Let’s first understand what each of these technologies are, and how they work:

Fixed wireless: With this setup, the internet service provider will install a receiver/subscriber somewhere on your property. The receiver connects wirelessly to the internet providers’ tower to one of multiple access points or AP’s that bridge to the wider internet. Wireless connections are usually in the microwave 5Ghz spectrum and are capable of over 1Gbps given the right equipment.

 

Fiber: The medium used for transmission of information in this solution are fiber optic cables. They work by encoding information into bursts of lights and sending them over the optical fibers. These fibers may come to your premises either overhead, usually on wooden poles, or through underground trenches. They are then connected to a router to provide access over WiFi.

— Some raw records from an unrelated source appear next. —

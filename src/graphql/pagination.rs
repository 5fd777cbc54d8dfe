//! Shared pagination utilities for GraphQL resolvers

/// Default number of links returned by a search when no count is requested
pub const DEFAULT_LINK_COUNT: i32 = 20;

/// Hard cap on returned links, regardless of the requested count
pub const MAX_LINK_RESULTS: i32 = 50;

/// Maximum results for tag prefix search
pub const MAX_TAG_RESULTS: i64 = 10;

/// Clamp a requested count to the valid range, applying the default.
///
/// A count of 0 means "not specified" and gets the default, same as omitting
/// it.
#[inline]
pub fn clamp_count(count: Option<i32>) -> i64 {
    match count {
        None | Some(0) => DEFAULT_LINK_COUNT as i64,
        Some(n) => n.clamp(1, MAX_LINK_RESULTS) as i64,
    }
}

/// Clamp a requested skip offset to non-negative
#[inline]
pub fn clamp_skip(first: Option<i32>) -> u64 {
    first.unwrap_or(0).max(0) as u64
}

Fiber is able to deliver incredible max speeds of over 10Gbps at literally the speed of light!

What’s right for me?

As technology moves forward we have certain facts that get overturned. If you had asked the question, fiber or wireless, 3-5 years ago. The resounding answer would be easy; fiber, without a doubt! We have come a long way since then and the lines between the advantages of fiber over fixed wireless are becoming blurred. Let’s breakdown each technology by 3 main criteria: Cost, Speeds, Latency & Reliability.

Cost

The cost of laying fiber is significantly higher per KM of coverage than fixed wireless. If you aren’t lucky enough to live in a populated area. Chances are you don’t have fiber available and pulling fiber can be an expensive process. As wireless radios today are capable of covering up to 20KM with a single AP, getting coverage in areas that don’t already have fiber cables nearby can be a lot easier on your pocket.

Speed

Optical fibers are able to deliver a much higher maximum throughput achieving up to 10Gbps without much difficulty. While wireless tends to max out around the 1Gbps mark for most systems. Now the speeds I am talking about here are the total capacity that is possible. The average consumer generally use between 10-100Mbps. Both technologies are easily able to deliver speeds to the average consumer.

Latency

Latency means the time taken between requesting a resource, like a website and the response starting to download. It is an important factor to consider if you plan to do large amounts of voice calling or gaming. In this case, fiber is the theoretical winner. You can expect fiber to have 2-3 ms of latency vs 3-4 ms in a wireless link. The difference is negligible to most users but those with the aforementioned requirements.

Reliability

Due to being physically placed in public areas fiber is extremely prone to being cut. In metro areas of Kenya, where the fiber cables are hung from electric poles or laid underground along roadsides. We tend to see a lot of cuts due to upgrades and works. Wireless, on the other hand, is placed at private properties with power backups and close by technicians. The drawback is they are prone to interference especially In crowded metro areas, this can affect service reliability.

To summarize, fiber and wireless internet access in today’s market are becoming indistinguishable. We recommend fiber in crowded metro areas while wireless access is perfect for suburbs and surrounding areas.